Murder Below Montparnasse - By Cara Black Page 0,83
brought you into my office.”
Embarrassed, Aimée looked at the woman’s name tag. Doctor Sylvie Taitbout.
“Desolée, doctor,” she said.
“I’m just the PhD kind. Call me Sylvie,” she said, smiling. “I study black holes between the stars.”
Aimée became aware of the posters of planets and galaxies lining the walls. The notebooks piled on the desk beside framed family photos. “You’re an astronomer.”
“Guilty,” she smiled. “I research planetary nebulae in the optical regions of external galaxies—finding tools to understand the late stellar evolution in varying galactic environments. That kind of stuff.” Her mouth turned serious. “Ecoutes, you are exhibiting the symptoms my sister had—anemia compounded by stress. Unpleasant combo. Serious, too. Let me ring your doctor.”
Children’s voices drifted in from the window, along with jasmine scents and humid air.
“Thanks for your concern, but I feel better already,” Aimée said. She had to get going. “My blood sugar gets low. Just need some air.”
“Up to you,” Sylvie said, but she handed Aimée a grapefruit juice from her bag. And a banana. “I insist.”
“Merci.”
“Have your doctor run tests,” Sylvie said. “Does anemia run in your family? Any history with your mother?”
A pang hit her. This woman probably took for granted that all Parisian mothers take Sunday afternoon walks in the Luxembourg Gardens arm in arm with their husbands after the midday roast chicken—a classic déjeuner de famille. Well, not Aimée’s. “No history to speak of.”
Sylvie took off her glasses to clean them, revealing small birdlike eyes. “Mothers don’t tell you everything.”
So true. In her case, nothing. No road map. During the lycée, she’d observed Martine’s mother and secretly recorded her observations in a notebook. Like they did in biology class, cultivating nuclei in a petri dish and recording reactions and behaviors. She made an effort to decipher this species down to each detail—from Martine’s mother’s tweed beige jackets to her effortless soufflés, from her warm living room cluttered with bright pillows and books to the way she wiped her toddler’s runny nose while reminding the girls with a smile to say “merci” at the boulangerie.
“Is everything all right?” Sylvie asked. “Anything on your mind?”
Sylvie seemed like the type of counselor the flics should have assigned to her the other night after the accident. Aimée knew she should take better care of herself. Why had she quit yoga? But without René to insist.…
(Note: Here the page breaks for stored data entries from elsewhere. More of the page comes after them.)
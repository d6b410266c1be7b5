//! localStorage によるキー/値ストレージ
//!
//! プライベートブラウズ等で localStorage が使えない場合は読み込みは空、
//! 書き込みはエラーになる（呼び出し側はメモリ上の状態で継続する）。

use nail_studio_common::{Error, KeyValueStore, Result};
use web_sys::Storage;

pub struct LocalStore {
    storage: Option<Storage>,
}

impl LocalStore {
    pub fn open() -> Self {
        let storage = web_sys::window().and_then(|w| w.local_storage().ok().flatten());
        if storage.is_none() {
            web_sys::console::warn_1(&"localStorage is unavailable; changes will not be saved".into());
        }
        Self { storage }
    }

    fn storage(&self) -> Result<&Storage> {
        self.storage
            .as_ref()
            .ok_or_else(|| Error::Storage("localStorage is unavailable".into()))
    }
}

impl KeyValueStore for LocalStore {
    fn get(&self, key: &str) -> Option<String> {
        self.storage.as_ref()?.get_item(key).ok().flatten()
    }

    fn set(&self, key: &str, value: &str) -> Result<()> {
        self.storage()?
            .set_item(key, value)
            .map_err(|e| Error::Storage(format!("{:?}", e)))
    }

    fn remove(&self, key: &str) -> Result<()> {
        self.storage()?
            .remove_item(key)
            .map_err(|e| Error::Storage(format!("{:?}", e)))
    }
}

#[cfg(test)]
mod tests {
    use super::*;
    use nail_studio_common::{BaseLayout, DesignState, NailId, Placement, PlacementStore, Wishlist, PLACEMENTS_KEY};
    use wasm_bindgen_test::*;

    wasm_bindgen_test_configure!(run_in_browser);

    #[wasm_bindgen_test]
    fn test_set_get_remove() {
        let store = LocalStore::open();
        store.set("nailstudio_test_key", "value").unwrap();
        assert_eq!(store.get("nailstudio_test_key").as_deref(), Some("value"));

        store.remove("nailstudio_test_key").unwrap();
        assert_eq!(store.get("nailstudio_test_key"), None);
    }

    #[wasm_bindgen_test]
    fn test_placements_survive_reopen() {
        let mut store = PlacementStore::new(LocalStore::open(), BaseLayout::default_hand());
        store.reset_to_base();
        store.merge_one(NailId::Ring, Placement::new(61.0, 33.0, -4.0, 1.1));
        assert!(store.persist_active());

        let mut reopened = PlacementStore::new(LocalStore::open(), BaseLayout::default_hand());
        assert!(reopened.restore());
        assert_eq!(reopened.get(NailId::Ring), Some(Placement::new(61.0, 33.0, -4.0, 1.1)));

        reopened.reset_to_base();
        assert_eq!(LocalStore::open().get(PLACEMENTS_KEY), None);
    }

    #[wasm_bindgen_test]
    fn test_wishlist_roundtrip() {
        let wishlist = Wishlist::new(LocalStore::open());
        let entry = wishlist.save("Browser Look", &DesignState::default(), 4242, "2026-10-18").unwrap();
        assert!(wishlist.load().iter().any(|e| e.id == entry.id));

        assert!(wishlist.remove(4242).unwrap());
        assert!(!wishlist.load().iter().any(|e| e.id == 4242));
    }
}
//! 試着のDOM側実装
//!
//! 共通ライブラリの自動位置合わせに、写真要素（canvas への cover 描画）、
//! レイアウト（要素サイズの取得）、表示（シグナル更新とトースト）を渡す。

use crate::components::toast::Toaster;
use crate::hand_detector::HandDetector;
use crate::local_storage::LocalStore;
use leptos::prelude::*;
use nail_studio_common::{
    cover_crop, AlignError, AlignParams, AutoAligner, BaseLayout, DragController, LayoutProvider, NailId,
    PhotoSurface, PlacementSet, PlacementStore, PlacementView, Size,
};
use std::cell::RefCell;
use wasm_bindgen::{JsCast, JsValue};
use web_sys::{CanvasRenderingContext2d, HtmlCanvasElement, HtmlElement, HtmlImageElement};

/// 試着の実行時状態（UIスレッドのみで使う）
pub struct TryOn {
    pub store: RefCell<PlacementStore<LocalStore>>,
    pub drag: RefCell<DragController>,
    pub aligner: AutoAligner<HandDetector>,
}

impl TryOn {
    pub fn new() -> Self {
        let mut store = PlacementStore::new(LocalStore::open(), BaseLayout::default_hand());
        store.restore();
        Self {
            store: RefCell::new(store),
            drag: RefCell::new(DragController::new()),
            aligner: AutoAligner::new(HandDetector, AlignParams::default()),
        }
    }

    /// 表示用の配置（初期レイアウト + 上書き）
    pub fn shown(&self) -> PlacementSet {
        self.store.borrow().effective_set()
    }
}

fn rasterize_error(e: JsValue) -> AlignError {
    AlignError::Rasterize(format!("{:?}", e))
}

/// 試着写真の `<img>`
pub struct DomPhoto {
    image: Option<HtmlImageElement>,
    visible: bool,
}

impl DomPhoto {
    pub fn new(image: Option<HtmlImageElement>, visible: bool) -> Self {
        Self { image, visible }
    }
}

impl PhotoSurface for DomPhoto {
    type Frame = HtmlCanvasElement;

    fn has_visible_photo(&self) -> bool {
        self.visible && self.image.as_ref().is_some_and(|img| !img.src().is_empty())
    }

    fn rasterize_cover(&self, width: u32, height: u32) -> Result<HtmlCanvasElement, AlignError> {
        let document = web_sys::window()
            .and_then(|w| w.document())
            .ok_or_else(|| AlignError::Rasterize("document is unavailable".into()))?;
        let canvas: HtmlCanvasElement = document
            .create_element("canvas")
            .map_err(rasterize_error)?
            .dyn_into()
            .map_err(|_| AlignError::Rasterize("not a canvas element".into()))?;
        canvas.set_width(width);
        canvas.set_height(height);

        let ctx: CanvasRenderingContext2d = canvas
            .get_context("2d")
            .map_err(rasterize_error)?
            .ok_or_else(|| AlignError::Rasterize("2d context is unavailable".into()))?
            .dyn_into()
            .map_err(|_| AlignError::Rasterize("not a 2d context".into()))?;

        let (w, h) = (width as f64, height as f64);
        ctx.clear_rect(0.0, 0.0, w, h);

        // 未デコードの画像は描画しない（空のフレームで検出 → 手なし）
        if let Some(img) = &self.image {
            let iw = if img.natural_width() > 0 { img.natural_width() } else { img.width() };
            let ih = if img.natural_height() > 0 { img.natural_height() } else { img.height() };
            if let Some(crop) = cover_crop(iw as f64, ih as f64, w, h) {
                ctx.draw_image_with_html_image_element_and_sw_and_sh_and_dx_and_dy_and_dw_and_dh(
                    img, crop.x, crop.y, crop.width, crop.height, 0.0, 0.0, w, h,
                )
                .map_err(rasterize_error)?;
            }
        }
        Ok(canvas)
    }
}

/// 試着エリアとネイル要素の描画サイズ
pub struct DomLayout {
    container: Option<HtmlElement>,
}

impl DomLayout {
    pub fn new(container: Option<HtmlElement>) -> Self {
        Self { container }
    }
}

impl LayoutProvider for DomLayout {
    fn container_size(&self) -> Option<Size> {
        let rect = self.container.as_ref()?.get_bounding_client_rect();
        Some(Size::new(rect.width(), rect.height()))
    }

    /// transform 前のレイアウトサイズ（回転・拡大の影響を受けない）
    fn nail_size(&self, id: NailId) -> Size {
        web_sys::window()
            .and_then(|w| w.document())
            .and_then(|d| d.get_element_by_id(&id.element_id()))
            .and_then(|el| el.dyn_into::<HtmlElement>().ok())
            .map(|el| Size::new(el.offset_width() as f64, el.offset_height() as f64))
            .unwrap_or_default()
    }
}

/// 配置シグナルとトーストへの反映
pub struct SignalView {
    placements: RwSignal<PlacementSet>,
    toaster: Toaster,
}

impl SignalView {
    pub fn new(placements: RwSignal<PlacementSet>, toaster: Toaster) -> Self {
        Self { placements, toaster }
    }
}

impl PlacementView for SignalView {
    fn apply_placements(&self, placements: &PlacementSet) {
        self.placements.set(placements.clone());
    }

    fn notify_user(&self, message: &str) {
        self.toaster.show(message);
    }
}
“Been under more stress lately?”
Apart from her best friend’s defection to America, Saj’s injury, the murder of an old man who’d known her long-gone mother, a stolen Modigliani, death threats from Serbs, being attacked in her office and almost drowned in a bucket.…
“A little more than usual,” Aimée admitted.
And just when she’d stumbled on the van, she’d lost it again. Her chance to find the painting. Her mother, ever elusive, a vague shadow who loomed in the background.
“Try to relax.”
With people out to torture her and only a few hours left? Aimée sat up with mounting dread and scrambled for her boots.
“You’ve been so kind,” she said, standing with a wobble and pulling down her Sonia Rykiel tunic. “But I must go.…”
“Not before you share my tartine and I see you can function. We’ll go to the garden.”
Too weak to argue, Aimée nodded. She and Sylvie sat on a bench in the garden bordered by a gravel drive. An islet of peace bounded by green hedges and old stonework fronting the Observatoire, a blackened limestone-like château punctuated with a rounded verdigris metal globe roof, which dwarfed the trees. “When the king ordered the Observatoire built, this was countryside,” Sylvie told her. “Far from the lights of Paris and perfect for the telescopes. By 1900 the street gaslights rendered them useless. Today we measure and calculate the heavens with computers.”
“Vraiment?” Yet, didn’t numerical equations and statistics neglect the allure of the night sky, of wishing upon a star?
Aimée munched the crisp tartine slathered with Brie, pear slices, and cornichons. She felt color returning to her cheeks. It had been stupid to forget to eat.
“Loaded up?” Sylvie shouted to someone behind the hedge on the gravel drive. It was woman in a hoodie and jeans, loading file boxes into the side door of a van. Aimée noticed how the woman kept her head down. Noticed the white Renault van with a temporary plate. The grapefruit juice in her hand trembled.
But how many new white vans drove in Paris?
“She’ll hit traffic. Running late as usual,” Sylvie said.
“Who’s that?” Aimée asked.
“Morgane delivers our instruments. Receives our air-shipped data drives.”